From: David Clark (clarkd@rccconsulting.com)
Date: Thu Oct 28 2004 - 18:23:11 MDT


I was quite annoyed by Ben's put down and dismissal of my comments on his
paper. For the record, he didn't dispute even one of the arguments that I
posted. He could have just said he disagreed and left it at that or just
ignored my post. If his goal in posting the essay to this list wasn't to
get comments, then why post it?

My primary disagreement with his essay had to do with *defining* a pattern
as having sympathy. (My other major disagreement is his relating patterns
and evolution to compassion but I will leave that one for now.) Contrary to
what he wrote in reply, I think I *do* understand what he means by
"pattern-sympathy". If you look at historical data, you can see
correlations on a consistent basis between similar patterns.

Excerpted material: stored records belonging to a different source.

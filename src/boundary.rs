//! Boundary adapter: the validated command surface in front of the engine.
//!
//! Transports (sockets, HTTP, a test harness) hold an [`EngineHandle`],
//! validate caller input against the store's configured limits, and forward
//! well-formed commands to the engine task. Events flow the other way
//! through [`EngineHandle::subscribe`]. Chat traffic never touches the
//! engine and is routed to its own collaborator by the transport.

use crate::errors::{EngineError, RejectReason};
use crate::round::engine::Command;
use crate::round::events::RoundEvent;
use crate::round::types::{RangeBet, RoundSnapshot, UserSession};
use crate::store::GameStore;
use serde::{Deserialize, Serialize};
use std::sync::Arc;
use tokio::sync::{broadcast, mpsc, oneshot};

/// A range-bet selection by menu id.
#[derive(Debug, Clone, Serialize, Deserialize, PartialEq, Eq)]
pub struct RangeStake {
    pub range_id: i64,
    pub amount: i64,
}

/// A validated-at-the-boundary bet request.
#[derive(Debug, Clone, Serialize, Deserialize)]
pub struct BetRequest {
    pub bet: i64,
    pub extra_bet: i64,
    /// Auto-cashout threshold x100; required for primary stakes, must be
    /// zero for range-only plays.
    pub auto_cash_out: u64,
    pub range_bets: Vec<RangeStake>,
}

/// Cloneable front for the engine task.
#[derive(Clone)]
pub struct EngineHandle {
    cmd_tx: mpsc::Sender<Command>,
    events: broadcast::Sender<RoundEvent>,
    store: Arc<dyn GameStore>,
}

impl EngineHandle {
    pub(crate) fn new(
        cmd_tx: mpsc::Sender<Command>,
        events: broadcast::Sender<RoundEvent>,
        store: Arc<dyn GameStore>,
    ) -> Self {
        Self {
            cmd_tx,
            events,
            store,
        }
    }

    /// Subscribe to the engine's outbound event stream.
    pub fn subscribe(&self) -> broadcast::Receiver<RoundEvent> {
        self.events.subscribe()
    }

    /// Validate and forward a bet. Resolves range selections against the
    /// operator's range menu; malformed requests never reach the engine.
    pub async fn place_bet(
        &self,
        user: UserSession,
        request: BetRequest,
    ) -> Result<u64, RejectReason> {
        let range_bets = self.validate_bet(&request).await?;

        let (reply, rx) = oneshot::channel();
        self.cmd_tx
            .send(Command::PlaceBet {
                user,
                bet: request.bet,
                extra_bet: request.extra_bet,
                range_bets,
                auto_cash_out: request.auto_cash_out,
                reply,
            })
            .await
            .map_err(|_| RejectReason::InternalError)?;
        rx.await.map_err(|_| RejectReason::InternalError)?
    }

    /// Cash the caller's bet out at the current multiplier. Returns the
    /// realized multiplier (x100).
    pub async fn cash_out(&self, username: &str) -> Result<u64, RejectReason> {
        let (reply, rx) = oneshot::channel();
        self.cmd_tx
            .send(Command::CashOut {
                username: username.to_string(),
                reply,
            })
            .await
            .map_err(|_| RejectReason::InternalError)?;
        rx.await.map_err(|_| RejectReason::InternalError)?
    }

    /// Administrative: settle every still-playing bet at `at` (x100).
    pub async fn cash_out_all(&self, at: u64) -> Result<(), EngineError> {
        self.cmd_tx
            .send(Command::CashOutAll { at })
            .await
            .map_err(|_| EngineError::EngineStopped)
    }

    /// Administrative force-finish. Ignored for a stale `game_id`, in which
    /// case the round falls back to a fixed high crash point.
    pub async fn finish_round(
        &self,
        elapsed_ms: u64,
        multiplier: Option<f64>,
        game_id: u64,
    ) -> Result<(), EngineError> {
        self.cmd_tx
            .send(Command::FinishRound {
                elapsed_ms,
                multiplier,
                game_id,
            })
            .await
            .map_err(|_| EngineError::EngineStopped)
    }

    /// Administrative: force the next round's crash point to 0. Consumed
    /// once.
    pub async fn set_next_zero(&self) -> Result<(), EngineError> {
        self.cmd_tx
            .send(Command::SetNextZero)
            .await
            .map_err(|_| EngineError::EngineStopped)
    }

    /// Let the current round finish naturally, then stop the cycle.
    pub async fn shutdown(&self) -> Result<(), EngineError> {
        self.cmd_tx
            .send(Command::Shutdown)
            .await
            .map_err(|_| EngineError::EngineStopped)
    }

    /// Snapshot for a joining client.
    pub async fn info(&self) -> Result<RoundSnapshot, EngineError> {
        let (reply, rx) = oneshot::channel();
        self.cmd_tx
            .send(Command::Info { reply })
            .await
            .map_err(|_| EngineError::EngineStopped)?;
        rx.await.map_err(|_| EngineError::EngineStopped)
    }

    /// Caller-input validation: stake bounds, auto-cashout shape, range
    /// menu resolution. Runs in front of the engine so malformed commands
    /// never reach it.
    async fn validate_bet(&self, request: &BetRequest) -> Result<Vec<RangeBet>, RejectReason> {
        if request.bet < 0 || request.extra_bet < 0 {
            return Err(RejectReason::PlaceBetError);
        }

        let info = self
            .store
            .sync_info()
            .await
            .map_err(|_| RejectReason::InternalError)?;
        let limits = info.limits;

        if request.range_bets.is_empty() {
            if request.bet < limits.min_bet || request.bet > limits.max_bet {
                return Err(RejectReason::PlaceBetError);
            }
            if request.auto_cash_out < 100 {
                return Err(RejectReason::PlaceBetError);
            }
            if request.extra_bet != 0
                && (request.extra_bet < limits.min_extra_bet
                    || request.extra_bet > limits.max_extra_bet)
            {
                return Err(RejectReason::PlaceBetError);
            }
            return Ok(Vec::new());
        }

        // Range-only play: no primary stake, no auto-cashout.
        if request.bet != 0 || request.extra_bet != 0 || request.auto_cash_out != 0 {
            return Err(RejectReason::PlaceBetError);
        }

        let menu = self
            .store
            .range_options()
            .await
            .map_err(|_| RejectReason::InternalError)?;

        let mut resolved = Vec::with_capacity(request.range_bets.len());
        for stake in &request.range_bets {
            if stake.amount < limits.min_range_bet || stake.amount > limits.max_range_bet {
                return Err(RejectReason::PlaceBetError);
            }
            let option = menu
                .iter()
                .find(|option| option.id == stake.range_id)
                .ok_or(RejectReason::PlaceBetError)?;
            resolved.push(RangeBet {
                id: option.id,
                from: option.from,
                to: option.to,
                multiplier: option.multiplier,
                amount: stake.amount,
            });
        }
        Ok(resolved)
    }
}

#[cfg(test)]
mod tests {
    use super::*;
    use crate::round::types::{Lineage, UserClass};
    use crate::store::MemoryStore;

    fn handle_without_engine(store: Arc<MemoryStore>) -> EngineHandle {
        let (cmd_tx, _cmd_rx) = mpsc::channel(8);
        let (events, _) = broadcast::channel(8);
        EngineHandle::new(cmd_tx, events, store)
    }

    fn request(bet: i64, auto: u64) -> BetRequest {
        BetRequest {
            bet,
            extra_bet: 0,
            auto_cash_out: auto,
            range_bets: vec![],
        }
    }

    #[tokio::test]
    async fn rejects_stakes_outside_limits() {
        let store = Arc::new(MemoryStore::with_terminal_seed("boundary", 4));
        store.add_account("u", 10_000, false, UserClass::Player, Lineage::default());
        let handle = handle_without_engine(store);

        // Below the minimum stake.
        let err = handle.validate_bet(&request(1, 200)).await.unwrap_err();
        assert_eq!(err, RejectReason::PlaceBetError);

        // Missing auto-cashout.
        let err = handle.validate_bet(&request(500, 0)).await.unwrap_err();
        assert_eq!(err, RejectReason::PlaceBetError);

        assert!(handle.validate_bet(&request(500, 150)).await.is_ok());
    }

    #[tokio::test]
    async fn resolves_range_selections_against_menu() {
        let store = Arc::new(MemoryStore::with_terminal_seed("boundary-2", 4));
        let handle = handle_without_engine(store);

        let ok = handle
            .validate_bet(&BetRequest {
                bet: 0,
                extra_bet: 0,
                auto_cash_out: 0,
                range_bets: vec![RangeStake { range_id: 1, amount: 500 }],
            })
            .await
            .unwrap();
        assert_eq!(ok.len(), 1);
        assert_eq!(ok[0].amount, 500);

        // Unknown menu id.
        let err = handle
            .validate_bet(&BetRequest {
                bet: 0,
                extra_bet: 0,
                auto_cash_out: 0,
                range_bets: vec![RangeStake { range_id: 99, amount: 500 }],
            })
            .await
            .unwrap_err();
        assert_eq!(err, RejectReason::PlaceBetError);

        // Range plays cannot carry an auto-cashout.
        let err = handle
            .validate_bet(&BetRequest {
                bet: 0,
                extra_bet: 0,
                auto_cash_out: 150,
                range_bets: vec![RangeStake { range_id: 1, amount: 500 }],
            })
            .await
            .unwrap_err();
        assert_eq!(err, RejectReason::PlaceBetError);
    }
}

I think I understand why Ben thinks of AI and (from the article) many other
topics in terms of patterns and why he gives these patterns human qualities.
(erroneously!)

When we look into the past, all we see are patterns. We might see a pattern
of a hungry lion just about to catch the gazelle and then see the pattern of
the gazelle being eaten. If we looked at a large number of these examples,
we would see a pattern that some might say was one pattern predicating (if
not creating) the next pattern. After all, if we usually see a dead gazelle
pattern after seeing a charging lion pattern, you might be lead to that
conclusion. I have seen this first hand at a large "Financial Wealth
Company" that tried to predict future bond trends by looking at the past.
(Very limited success and not better than many good analysts, the company
already had!)

The problem is that history is all about the patterns. These patterns are
static and easy to see, but they display the results of the algorithms from
the past that we can't see. The patterns don't generate each other, the
algorithms do. We can guess about these algorithms but we can only be sure
of algorithms that exist right now. (Even this is not so easy.) If the
pattern we see is a runny nose, that pattern by itself cannot tell us
whether the cause was a virus, pollen in the air, a little bug or some other
cause. All we know is that the nose is running. The problem is the classic
chicken and egg. Do patterns create algorithms or do algorithms create the
patterns? If we take a pattern and look at it, no matter how long you look
at it, it does nothing. No matter how fancy! Algorithms are the *do* but
patterns are the results we are looking for. One is not useful without the
other but there is an arrow of causality.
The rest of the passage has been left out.